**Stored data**
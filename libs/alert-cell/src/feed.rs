use std::collections::HashMap;

use tracing::warn;

use shared_models::{Alert, AlertSeverity, ApiError};

use crate::models::{AckFailurePolicy, AlertFilter, FeedScope, FEED_LOAD_ERROR};

/// Snapshot taken when an acknowledgement starts, used to undo it.
#[derive(Debug, Clone)]
struct PendingAck {
    previous: Alert,
    index: usize,
}

/// Working set of alerts behind the alert page.
///
/// A fetch replaces the whole set. The active filter is always re-applied
/// locally, whether or not the source already filtered. Acknowledgement is
/// optimistic: the local copy changes before the remote call resolves, and
/// `policy` decides what a failed call does to it.
#[derive(Debug, Clone)]
pub struct AlertFeed {
    scope: FeedScope,
    filter: AlertFilter,
    policy: AckFailurePolicy,
    alerts: Vec<Alert>,
    in_flight: HashMap<String, PendingAck>,
    loading: bool,
    error: Option<String>,
}

impl AlertFeed {
    pub fn new(scope: FeedScope, filter: AlertFilter) -> Self {
        Self {
            scope,
            filter,
            policy: AckFailurePolicy::default(),
            alerts: Vec::new(),
            in_flight: HashMap::new(),
            loading: true,
            error: None,
        }
    }

    pub fn with_policy(mut self, policy: AckFailurePolicy) -> Self {
        self.policy = policy;
        self
    }

    pub fn scope(&self) -> &FeedScope {
        &self.scope
    }

    pub fn filter(&self) -> AlertFilter {
        self.filter
    }

    pub fn policy(&self) -> AckFailurePolicy {
        self.policy
    }

    pub fn alerts(&self) -> &[Alert] {
        &self.alerts
    }

    pub fn get(&self, alert_id: &str) -> Option<&Alert> {
        self.alerts.iter().find(|a| a.id == alert_id)
    }

    pub fn is_loading(&self) -> bool {
        self.loading
    }

    pub fn error(&self) -> Option<&str> {
        self.error.as_deref()
    }

    /// Returns whether the filter actually changed, in which case the
    /// caller should refetch.
    pub fn set_filter(&mut self, filter: AlertFilter) -> bool {
        if self.filter == filter {
            return false;
        }
        self.filter = filter;
        self.loading = true;
        self.retain_admitted();
        true
    }

    pub fn apply_fetch(&mut self, result: Result<Vec<Alert>, ApiError>) {
        self.loading = false;
        match result {
            Ok(alerts) => {
                self.alerts = alerts;
                self.retain_admitted();
                self.error = None;
            }
            Err(err) => {
                warn!("Alert refresh failed: {}", err);
                self.error = Some(FEED_LOAD_ERROR.to_string());
            }
        }
    }

    pub fn is_acknowledging(&self, alert_id: &str) -> bool {
        self.in_flight.contains_key(alert_id)
    }

    /// Applies the optimistic half of an acknowledgement.
    ///
    /// Returns `false` (and changes nothing) when the alert is unknown,
    /// already acknowledged, or already being acknowledged.
    pub fn begin_acknowledge(&mut self, alert_id: &str) -> bool {
        if self.is_acknowledging(alert_id) {
            return false;
        }
        let Some(index) = self.alerts.iter().position(|a| a.id == alert_id) else {
            return false;
        };
        if self.alerts[index].acknowledged {
            return false;
        }

        let previous = self.alerts[index].clone();
        self.in_flight
            .insert(alert_id.to_string(), PendingAck { previous, index });

        self.alerts[index].acknowledged = true;
        self.retain_admitted();
        true
    }

    /// Settles an acknowledgement started with [`begin_acknowledge`].
    ///
    /// [`begin_acknowledge`]: AlertFeed::begin_acknowledge
    pub fn finish_acknowledge(&mut self, alert_id: &str, result: Result<Alert, ApiError>) {
        let Some(pending) = self.in_flight.remove(alert_id) else {
            return;
        };

        match result {
            Ok(confirmed) => {
                if let Some(slot) = self.alerts.iter_mut().find(|a| a.id == alert_id) {
                    // The acknowledge endpoint does not join the patient name.
                    let patient_name = slot.patient_name.take().or(confirmed.patient_name);
                    *slot = Alert {
                        acknowledged: true,
                        patient_name,
                        ..confirmed
                    };
                }
            }
            Err(err) => match self.policy {
                AckFailurePolicy::KeepOptimistic => {
                    warn!(
                        "Acknowledging alert {} failed, keeping local state until next refresh: {}",
                        alert_id, err
                    );
                }
                AckFailurePolicy::Rollback => {
                    warn!("Acknowledging alert {} failed, rolling back: {}", alert_id, err);
                    self.restore(pending);
                }
            },
        }
    }

    fn restore(&mut self, pending: PendingAck) {
        let PendingAck { previous, index } = pending;
        if let Some(slot) = self.alerts.iter_mut().find(|a| a.id == previous.id) {
            *slot = previous;
        } else if self.filter.admits(previous.acknowledged) {
            let at = index.min(self.alerts.len());
            self.alerts.insert(at, previous);
        }
    }

    fn retain_admitted(&mut self) {
        let filter = self.filter;
        self.alerts.retain(|a| filter.admits(a.acknowledged));
    }

    pub fn unacknowledged_count(&self) -> usize {
        self.alerts.iter().filter(|a| !a.acknowledged).count()
    }

    pub fn unacknowledged_with(&self, severity: AlertSeverity) -> usize {
        self.alerts
            .iter()
            .filter(|a| !a.acknowledged && a.severity == severity)
            .count()
    }

    pub fn critical_count(&self) -> usize {
        self.unacknowledged_with(AlertSeverity::Critical)
    }

    pub fn warning_count(&self) -> usize {
        self.unacknowledged_with(AlertSeverity::Warning)
    }
}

**Problem details**
Return all data verbatim.

**Task answer**
filename libs/alert-cell/src/feed.rs
use std::collections::HashMap;

use tracing::warn;

use shared_models::{Alert, AlertSeverity, ApiError};

use crate::models::{AckFailurePolicy, AlertFilter, FeedScope, FEED_LOAD_ERROR};

/// Snapshot taken when an acknowledgement starts, used to undo it.
#[derive(Debug, Clone)]
struct PendingAck {
    previous: Alert,
    index: usize,
}

/// Working set of alerts behind the alert page.
///
/// A fetch replaces the whole set. The active filter is always re-applied
/// locally, whether or not the source already filtered. Acknowledgement is
/// optimistic: the local copy changes before the remote call resolves, and
/// `policy` decides what a failed call does to it.
#[derive(Debug, Clone)]
pub struct AlertFeed {
    scope: FeedScope,
    filter: AlertFilter,
    policy: AckFailurePolicy,
    alerts: Vec<Alert>,
    in_flight: HashMap<String, PendingAck>,
    loading: bool,
    error: Option<String>,
}

impl AlertFeed {
    pub fn new(scope: FeedScope, filter: AlertFilter) -> Self {
        Self {
            scope,
            filter,
            policy: AckFailurePolicy::default(),
            alerts: Vec::new(),
            in_flight: HashMap::new(),
            loading: true,
            error: None,
        }
    }

    pub fn with_policy(mut self, policy: AckFailurePolicy) -> Self {
        self.policy = policy;
        self
    }

    pub fn scope(&self) -> &FeedScope {
        &self.scope
    }

    pub fn filter(&self) -> AlertFilter {
        self.filter
    }

    pub fn policy(&self) -> AckFailurePolicy {
        self.policy
    }

    pub fn alerts(&self) -> &[Alert] {
        &self.alerts
    }

    pub fn get(&self, alert_id: &str) -> Option<&Alert> {
        self.alerts.iter().find(|a| a.id == alert_id)
    }

    pub fn is_loading(&self) -> bool {
        self.loading
    }

    pub fn error(&self) -> Option<&str> {
        self.error.as_deref()
    }

    /// Returns whether the filter actually changed, in which case the
    /// caller should refetch.
    pub fn set_filter(&mut self, filter: AlertFilter) -> bool {
        if self.filter == filter {
            return false;
        }
        self.filter = filter;
        self.loading = true;
        self.retain_admitted();
        true
    }

    pub fn apply_fetch(&mut self, result: Result<Vec<Alert>, ApiError>) {
        self.loading = false;
        match result {
            Ok(alerts) => {
                self.alerts = alerts;
                self.retain_admitted();
                self.error = None;
            }
            Err(err) => {
                warn!("Alert refresh failed: {}", err);
                self.error = Some(FEED_LOAD_ERROR.to_string());
            }
        }
    }

    pub fn is_acknowledging(&self, alert_id: &str) -> bool {
        self.in_flight.contains_key(alert_id)
    }

    /// Applies the optimistic half of an acknowledgement.
    ///
    /// Returns `false` (and changes nothing) when the alert is unknown,
    /// already acknowledged, or already being acknowledged.
    pub fn begin_acknowledge(&mut self, alert_id: &str) -> bool {
        if self.is_acknowledging(alert_id) {
            return false;
        }
        let Some(index) = self.alerts.iter().position(|a| a.id == alert_id) else {
            return false;
        };
        if self.alerts[index].acknowledged {
            return false;
        }

        let previous = self.alerts[index].clone();
        self.in_flight
            .insert(alert_id.to_string(), PendingAck { previous, index });

        self.alerts[index].acknowledged = true;
        self.retain_admitted();
        true
    }

    /// Settles an acknowledgement started with [`begin_acknowledge`].
    ///
    /// [`begin_acknowledge`]: AlertFeed::begin_acknowledge
    pub fn finish_acknowledge(&mut self, alert_id: &str, result: Result<Alert, ApiError>) {
        let Some(pending) = self.in_flight.remove(alert_id) else {
            return;
        };

        match result {
            Ok(confirmed) => {
                if let Some(slot) = self.alerts.iter_mut().find(|a| a.id == alert_id) {
                    // The acknowledge endpoint does not join the patient name.
                    let patient_name = slot.patient_name.take().or(confirmed.patient_name);
                    *slot = Alert {
                        acknowledged: true,
                        patient_name,
                        ..confirmed
                    };
                }
            }
            Err(err) => match self.policy {
                AckFailurePolicy::KeepOptimistic => {
                    warn!(
                        "Acknowledging alert {} failed, keeping local state until next refresh: {}",
                        alert_id, err
                    );
                }
                AckFailurePolicy::Rollback => {
                    warn!("Acknowledging alert {} failed, rolling back: {}", alert_id, err);
                    self.restore(pending);
                }
            },
        }
    }

    fn restore(&mut self, pending: PendingAck) {
        let PendingAck { previous, index } = pending;
        if let Some(slot) = self.alerts.iter_mut().find(|a| a.id == previous.id) {
            *slot = previous;
        } else if self.filter.admits(previous.acknowledged) {
            let at = index.min(self.alerts.len());
            self.alerts.insert(at, previous);
        }
    }

    fn retain_admitted(&mut self) {
        let filter = self.filter;
        self.alerts.retain(|a| filter.admits(a.acknowledged));
    }

    pub fn unacknowledged_count(&self) -> usize {
        self.alerts.iter().filter(|a| !a.acknowledged).count()
    }

    pub fn unacknowledged_with(&self, severity: AlertSeverity) -> usize {
        self.alerts
            .iter()
            .filter(|a| !a.acknowledged && a.severity == severity)
            .count()
    }

    pub fn critical_count(&self) -> usize {
        self.unacknowledged_with(AlertSeverity::Critical)
    }

    pub fn warning_count(&self) -> usize {
        self.unacknowledged_with(AlertSeverity::Warning)
    }
}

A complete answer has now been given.